= Federal Employees Health Benefits Program =

U.S. government employee health benefits coverage

The Federal Employees Health Benefits (FEHB) Program is a system of "managed competition" through which employee health benefits are provided to civilian government employees and annuitants of the United States government.
The government contributes 63% of the weighted average premium of all plans as of 2025 for single, not to exceed 75%. For spouse plus one, the maximum contribution is $650, often less. For example, BCBC standard biweekly premium is $1,034.14 biweekly, while the government contributes $650, for a 62.86% contribution rate.

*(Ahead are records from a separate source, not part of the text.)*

#[cfg(test)]
mod tests {
    use super::*;
    use crate::config::AdjustMethod;
    use crate::data::InMemoryBarStore;
    use crate::domain::{BarKind, DeliveryMonth};

    fn d(m: u32, day: u32) -> NaiveDate {
        NaiveDate::from_ymd_opt(2021, m, day).unwrap()
    }

    fn bar(date: NaiveDate, volume: f64, oi: f64) -> Bar {
        Bar { date, open: 100.0, high: 101.0, low: 99.0, close: 100.0, volume, open_interest: oi }
    }

    fn series(id: &str, expiry: NaiveDate, bars: Vec<Bar>) -> ContractSeries {
        let spec = ContractSpec::new(ContractId::new(id).unwrap(), expiry);
        ContractSeries::new(spec, BarKind::default(), bars).unwrap()
    }

    #[test]
    fn raw_dominant_breaks_ties_by_expiry_then_id() {
        let near = series("B", d(9, 30), vec![bar(d(9, 1), 10.0, 10.0)]);
        let far = series("A", d(10, 31), vec![bar(d(9, 1), 10.0, 10.0)]);
        let same_expiry = series("C", d(9, 30), vec![bar(d(9, 1), 10.0, 10.0)]);
        let cands = [
            Candidate { series: &far, bar: &far.bars()[0] },
            Candidate { series: &same_expiry, bar: &same_expiry.bars()[0] },
            Candidate { series: &near, bar: &near.bars()[0] },
        ];
        assert_eq!(raw_dominant(&cands, &[5.0, 5.0, 5.0]), Some(2));
        assert_eq!(raw_dominant(&cands, &[6.0, 5.0, 5.0]), Some(0));
        assert_eq!(raw_dominant(&[], &[]), None);
    }

    #[test]
    fn liquidity_rule_requires_a_sustained_strict_lead() {
        let a = series("A", d(9, 30), vec![bar(d(9, 1), 10.0, 10.0)]);
        let b = series("B", d(10, 31), vec![bar(d(9, 1), 20.0, 20.0)]);
        let cands = [
            Candidate { series: &a, bar: &a.bars()[0] },
            Candidate { series: &b, bar: &b.bars()[0] },
        ];
        let mut rule = LiquidityRule::new(MiWeights::default(), DominanceSignal::Mi, 2);

        assert_eq!(rule.decide(d(9, 1), Some(&a), &cands), Verdict::Hold);
        assert_eq!(rule.challenger().map(|(id, n)| (id.as_str(), n)), Some(("B", 1)));
        assert_eq!(rule.decide(d(9, 2), Some(&a), &cands), Verdict::SwitchTo(1));
        assert!(rule.challenger().is_none());
    }

    #[test]
    fn tie_on_score_is_not_a_lead() {
        let a = series("B", d(10, 31), vec![bar(d(9, 1), 10.0, 10.0)]);
        let b = series("A", d(11, 30), vec![bar(d(9, 1), 10.0, 10.0)]);
        let cands = [
            Candidate { series: &b, bar: &b.bars()[0] },
            Candidate { series: &a, bar: &a.bars()[0] },
        ];
        let mut rule = LiquidityRule::new(MiWeights::default(), DominanceSignal::Mi, 1);
        // Equal scores: the nearer-dated held contract stays on top.
        assert_eq!(rule.decide(d(9, 1), Some(&a), &cands), Verdict::Hold);
        assert!(rule.challenger().is_none());
        assert_eq!(rule.decide(d(9, 1), None, &cands), Verdict::SwitchTo(1));
    }

    #[test]
    fn challengers_tied_at_the_top_do_not_lead() {
        let held = series("A", d(9, 30), vec![bar(d(9, 1), 10.0, 10.0)]);
        let b = series("B", d(10, 31), vec![bar(d(9, 1), 20.0, 20.0)]);
        let c = series("C", d(11, 30), vec![bar(d(9, 1), 20.0, 20.0)]);
        let cands = [
            Candidate { series: &held, bar: &held.bars()[0] },
            Candidate { series: &b, bar: &b.bars()[0] },
            Candidate { series: &c, bar: &c.bars()[0] },
        ];
        let mut rule = LiquidityRule::new(MiWeights::default(), DominanceSignal::Mi, 1);
        assert_eq!(rule.decide(d(9, 1), Some(&held), &cands), Verdict::Hold);
        assert!(rule.challenger().is_none());

        // Break the tie and B leads at once.
        let b_up = series("B", d(10, 31), vec![bar(d(9, 1), 21.0, 21.0)]);
        let cands = [cands[0], Candidate { series: &b_up, bar: &b_up.bars()[0] }, cands[2]];
        assert_eq!(rule.decide(d(9, 1), Some(&held), &cands), Verdict::SwitchTo(1));
    }

    #[test]
    fn volume_and_oi_strategies_rank_by_their_own_term() {
        let a = series("A", d(9, 30), vec![bar(d(9, 1), 100.0, 10_000.0)]);
        let b = series("B", d(10, 31), vec![bar(d(9, 1), 5_000.0, 200.0)]);
        let cands = [
            Candidate { series: &a, bar: &a.bars()[0] },
            Candidate { series: &b, bar: &b.bars()[0] },
        ];
        let product = ProductId::new("IF").unwrap();
        let mut by_volume =
            rule_for(&ContinuousConfig::new(product.clone(), RollStrategy::Volume, AdjustMethod::None));
        let mut by_oi =
            rule_for(&ContinuousConfig::new(product, RollStrategy::OpenInterest, AdjustMethod::None));
        assert_eq!(by_volume.decide(d(9, 1), None, &cands), Verdict::SwitchTo(1));
        assert_eq!(by_oi.decide(d(9, 1), None, &cands), Verdict::SwitchTo(0));
    }

    #[test]
    fn earlier_contract_never_retakes_dominance() {
        let old = series("IF2109", d(9, 17), vec![bar(d(9, 1), 500.0, 500.0)]);
        let new = series("IF2110", d(10, 15), vec![bar(d(9, 1), 10.0, 10.0)]);
        let cands = [
            Candidate { series: &old, bar: &old.bars()[0] },
            Candidate { series: &new, bar: &new.bars()[0] },
        ];
        let mut rule = LiquidityRule::new(MiWeights::default(), DominanceSignal::Mi, 1);
        assert_eq!(rule.decide(d(9, 1), Some(&new), &cands), Verdict::Hold);
        assert!(rule.challenger().is_none());
    }

    #[test]
    fn index_share_signal_is_scale_free() {
        // Raw MI favours A (huge OI); shares favour B (dominant volume share).
        let a = series("A", d(9, 30), vec![bar(d(9, 1), 100.0, 10_000.0)]);
        let b = series("B", d(10, 31), vec![bar(d(9, 1), 900.0, 8_000.0)]);
        let cands = [
            Candidate { series: &a, bar: &a.bars()[0] },
            Candidate { series: &b, bar: &b.bars()[0] },
        ];
        let raw = LiquidityRule::new(MiWeights::default(), DominanceSignal::Mi, 1);
        let share = LiquidityRule::new(MiWeights::default(), DominanceSignal::IndexShare, 1);
        assert_eq!(raw_dominant(&cands, &raw.scores(&cands)), Some(0));
        assert_eq!(raw_dominant(&cands, &share.scores(&cands)), Some(1));
    }

    #[test]
    fn calendar_thresholds() {
        let id = ContractId::new("IF2109").unwrap();
        let spec = ContractSpec::new(id, d(9, 17)).with_delivery(DeliveryMonth::new(2021, 9).unwrap());
        assert_eq!(CalendarRule::time(5).threshold(&spec), d(9, 12));
        assert_eq!(CalendarRule::fixed(5).threshold(&spec), d(9, 25));
        assert_eq!(CalendarRule::time(0).threshold(&spec), d(9, 17));
    }

    #[test]
    fn calendar_rule_rolls_to_the_next_dated_contract() {
        let sep = series("IF2109", d(9, 17), vec![bar(d(9, 10), 1.0, 1.0), bar(d(9, 13), 1.0, 1.0)]);
        let oct = series("IF2110", d(10, 15), vec![bar(d(9, 10), 1.0, 1.0), bar(d(9, 13), 1.0, 1.0)]);
        let dec = series("IF2112", d(12, 17), vec![bar(d(9, 10), 1.0, 1.0), bar(d(9, 13), 1.0, 1.0)]);
        let mut rule = CalendarRule::time(5);

        let day1 = [
            Candidate { series: &dec, bar: &dec.bars()[0] },
            Candidate { series: &sep, bar: &sep.bars()[0] },
            Candidate { series: &oct, bar: &oct.bars()[0] },
        ];
        // Nothing held: nearest contract whose threshold (9/12) is ahead.
        assert_eq!(rule.decide(d(9, 10), None, &day1), Verdict::SwitchTo(1));
        assert_eq!(rule.decide(d(9, 10), Some(&sep), &day1), Verdict::Hold);

        let day2 = [
            Candidate { series: &dec, bar: &dec.bars()[1] },
            Candidate { series: &sep, bar: &sep.bars()[1] },
            Candidate { series: &oct, bar: &oct.bars()[1] },
        ];
        assert_eq!(rule.decide(d(9, 13), Some(&sep), &day2), Verdict::SwitchTo(2));
    }

    fn two_contract_store() -> InMemoryBarStore {
        let product = ProductId::new("IF").unwrap();
        let a = series(
            "IF2109",
            d(9, 17),
            vec![bar(d(9, 1), 100.0, 100.0), bar(d(9, 2), 100.0, 100.0), bar(d(9, 3), 50.0, 50.0)],
        );
        let b = series(
            "IF2110",
            d(10, 15),
            vec![
                bar(d(9, 1), 10.0, 10.0),
                bar(d(9, 2), 200.0, 200.0),
                bar(d(9, 3), 300.0, 300.0),
                bar(d(9, 20), 300.0, 300.0),
            ],
        );
        InMemoryBarStore::new()
            .with_series(product.clone(), a)
            .unwrap()
            .with_series(product, b)
            .unwrap()
    }

    fn config(strategy: RollStrategy) -> ContinuousConfig {
        ContinuousConfig::new(ProductId::new("IF").unwrap(), strategy, AdjustMethod::None)
    }

    #[test]
    fn evaluator_switches_and_reports_the_outgoing_contract() {
        let store = two_contract_store();
        let mut ev = DominanceEvaluator::new(&store, &config(RollStrategy::Volume)).unwrap();
        assert_eq!(ev.rule_name(), "liquidity");

        let first = ev.step(d(9, 1)).unwrap();
        assert_eq!(first.held.unwrap().id().as_str(), "IF2109");
        assert!(first.switch.is_none());

        let second = ev.step(d(9, 2)).unwrap();
        assert_eq!(second.held.unwrap().id().as_str(), "IF2110");
        let switch = second.switch.unwrap();
        assert_eq!(switch.from.id().as_str(), "IF2109");
        assert_eq!(switch.reason, RollReason::Dominance);
    }

    #[test]
    fn dominant_on_replays_history() {
        let store = two_contract_store();
        let cfg = config(RollStrategy::Volume).with_hysteresis_days(2);
        assert_eq!(dominant_on(&store, &cfg, d(9, 2)).unwrap().unwrap().as_str(), "IF2109");
        assert_eq!(dominant_on(&store, &cfg, d(9, 3)).unwrap().unwrap().as_str(), "IF2110");
        // Same inputs, same answer.
        assert_eq!(dominant_on(&store, &cfg, d(9, 3)), dominant_on(&store, &cfg, d(9, 3)));
    }

    #[test]
    fn month_filter_excluding_everything_has_no_contract() {
        let store = two_contract_store();
        let cfg = config(RollStrategy::Volume).with_contract_months([3, 6]);
        let mut ev = DominanceEvaluator::new(&store, &cfg).unwrap();
        assert!(ev.universe().is_empty());
        assert!(matches!(ev.step(d(9, 1)), Err(CoreError::NoContractAvailable { .. })));
    }
}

The FEHB program allows some insurance companies, employee associations, and labor unions to market health insurance plans to governmental employees. The program is administered by the United States Office of Personnel Management (OPM).

==History==
The program was created in 1960. Employer sponsorship of health insurance in the United States became prevalent during World War II, as one of the few ways by which employers could escape wage and price control limitations on employee wages. The government originally proposed a system that would revolve around a dominant government-directed plan, but unions and employee associations, which had sponsored their own plans, protested. Reflecting the political pressure thus created, the Congress modified the Executive Branch proposal and all existing plans were "grandfathered" into the program.

==Plans==

In 2010 about 250 plans participate in the program. About 20 plans are nationwide or almost nationwide, such as the ones offered by some employee unions such as the National Association of Letter Carriers, by some employee associations such as GEHA, and by national insurance companies such as Aetna and the Blue Cross and Blue Shield Association on behalf of its member companies. There are about 230 locally available plans, almost all Health maintenance organizations (HMOs). The FEHBP's cost is about $40 billion in 2010, including both premiums and out-of-pocket costs. About four million employees and annuitants are enrolled, totaling eight million people when dependents are included.

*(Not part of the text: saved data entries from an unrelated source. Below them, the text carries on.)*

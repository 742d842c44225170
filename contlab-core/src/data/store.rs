//! Bar Record Store — the read interface the core consumes.
//!
//! Population is the ingestion side's job; from the core's perspective a
//! store is read-only for the duration of a request. Implementations must be
//! `Send + Sync` so independent builds can share one store across threads.

use chrono::NaiveDate;
use std::collections::{BTreeMap, BTreeSet};

use crate::domain::{Bar, BarKind, ContractId, ContractSeries, ProductId};
use crate::error::CoreError;

/// Read access to per-contract bar series keyed by `(product, contract, date)`.
pub trait BarStore: Send + Sync {
    /// Every product known to the store.
    fn products(&self) -> Vec<&ProductId>;

    /// All contracts of `product`, ordered by contract id.
    ///
    /// Fails with `NotFound` for an unknown product.
    fn contracts(&self, product: &ProductId) -> Result<Vec<&ContractSeries>, CoreError>;

    fn get_series(
        &self,
        product: &ProductId,
        contract: &ContractId,
    ) -> Result<&ContractSeries, CoreError> {
        self.contracts(product)?
            .into_iter()
            .find(|s| s.id() == contract)
            .ok_or_else(|| CoreError::NotFound(format!("contract '{contract}' of '{product}'")))
    }

    fn get_bar(
        &self,
        product: &ProductId,
        contract: &ContractId,
        date: NaiveDate,
    ) -> Result<&Bar, CoreError> {
        self.get_series(product, contract)?
            .bar_on(date)
            .ok_or_else(|| CoreError::NotFound(format!("bar for '{contract}' on {date}")))
    }

    /// Contracts with at least one bar on or before `as_of` and not yet expired.
    fn list_contracts(
        &self,
        product: &ProductId,
        as_of: NaiveDate,
    ) -> Result<BTreeSet<ContractId>, CoreError> {
        Ok(self.live_series(product, as_of)?.into_iter().map(|s| s.id().clone()).collect())
    }

    /// Series behind [`BarStore::list_contracts`], ordered by contract id.
    fn live_series(
        &self,
        product: &ProductId,
        as_of: NaiveDate,
    ) -> Result<Vec<&ContractSeries>, CoreError> {
        Ok(self.contracts(product)?.into_iter().filter(|s| s.is_listed(as_of)).collect())
    }
}

#[derive(Debug, Clone)]
struct ProductBook {
    kind: BarKind,
    series: BTreeMap<ContractId, ContractSeries>,
}

/// In-memory store: products → contracts → date-sorted bars.
#[derive(Debug, Clone, Default)]
pub struct InMemoryBarStore {
    products: BTreeMap<ProductId, ProductBook>,
}

impl InMemoryBarStore {
    pub fn new() -> Self {
        Self::default()
    }

    /// Ingest one contract series.
    ///
    /// A contract can be ingested once; all series of a product must share a
    /// bar kind.
    pub fn insert(&mut self, product: ProductId, series: ContractSeries) -> Result<(), CoreError> {
        let book = self
            .products
            .entry(product)
            .or_insert_with(|| ProductBook { kind: series.kind(), series: BTreeMap::new() });
        if book.kind != series.kind() {
            return Err(CoreError::invalid_series(
                series.id().as_str(),
                format!("bar kind {:?} differs from product kind {:?}", series.kind(), book.kind),
            ));
        }
        if book.series.contains_key(series.id()) {
            return Err(CoreError::invalid_series(series.id().as_str(), "already ingested"));
        }
        book.series.insert(series.id().clone(), series);
        Ok(())
    }

    /// Builder form of [`InMemoryBarStore::insert`].
    pub fn with_series(mut self, product: ProductId, series: ContractSeries) -> Result<Self, CoreError> {
        self.insert(product, series)?;
        Ok(self)
    }

    pub fn product_count(&self) -> usize {
        self.products.len()
    }

    pub fn contract_count(&self, product: &ProductId) -> usize {
        self.products.get(product).map_or(0, |b| b.series.len())
    }

    /// Bar kind shared by the series of `product`.
    pub fn kind(&self, product: &ProductId) -> Option<BarKind> {
        self.products.get(product).map(|b| b.kind)
    }

    fn book(&self, product: &ProductId) -> Result<&ProductBook, CoreError> {
        self.products
            .get(product)
            .ok_or_else(|| CoreError::NotFound(format!("product '{product}'")))
    }
}

impl BarStore for InMemoryBarStore {
    fn products(&self) -> Vec<&ProductId> {
        self.products.keys().collect()
    }

    fn contracts(&self, product: &ProductId) -> Result<Vec<&ContractSeries>, CoreError> {
        Ok(self.book(product)?.series.values().collect())
    }

    fn get_series(
        &self,
        product: &ProductId,
        contract: &ContractId,
    ) -> Result<&ContractSeries, CoreError> {
        self.book(product)?
            .series
            .get(contract)
            .ok_or_else(|| CoreError::NotFound(format!("contract '{contract}' of '{product}'")))
    }
}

There are three broad types of plans available on the FEHB program: fee-for-service and preferred provider organization (PPO), usually offered in combination; HMOs; and high-deductible health plans and other consumer-driven plans. In the Washington, D.C. metropolitan area, plans open to all federal employees and annuitants include 10 fee-for-service and PPO plans, seven HMOs, and eight high-deductible and consumer-driven plans.

In the FEHB program the federal government sets minimal standards that, if met by an insurance company, allows it to participate in the program. The result is numerous competing insurance plans that are available to federal employees. Local plans have ready access to participation in the program, but the underlying statute prohibits entry of new national plans. Because OPM requires plans to price offerings closely to the health care costs of enrollees, and to offer comprehensive benefits, there is broad similarity in plan offerings. However, total premiums can vary substantially, and in 2010 the lowest cost plan option had a self-only premium cost of about $2,800 and the highest cost plan option for self-only enrollment was about $7,200. As an example of benefit variation, a cap of about $5,000 a year on potential out-of-pocket costs for self-only enrollment is found in a number of plans, but in some plans the cap may reach $15,000 or more (HMOs typically have no cap, but control potential cost exposure by using copayments).

The FEHB program has on several occasions been proposed as a model for national health insurance or a program that could directly enroll the uninsured. In the 2004 presidential campaign, Senator John Kerry proposed opening enrollment in this plan to all Americans. In enacting the Medicare Modernization Act in 2003, the Congress modeled the reformed Medicare Advantage program and the new Medicare Part D Prescription Drug program after the FEHB program.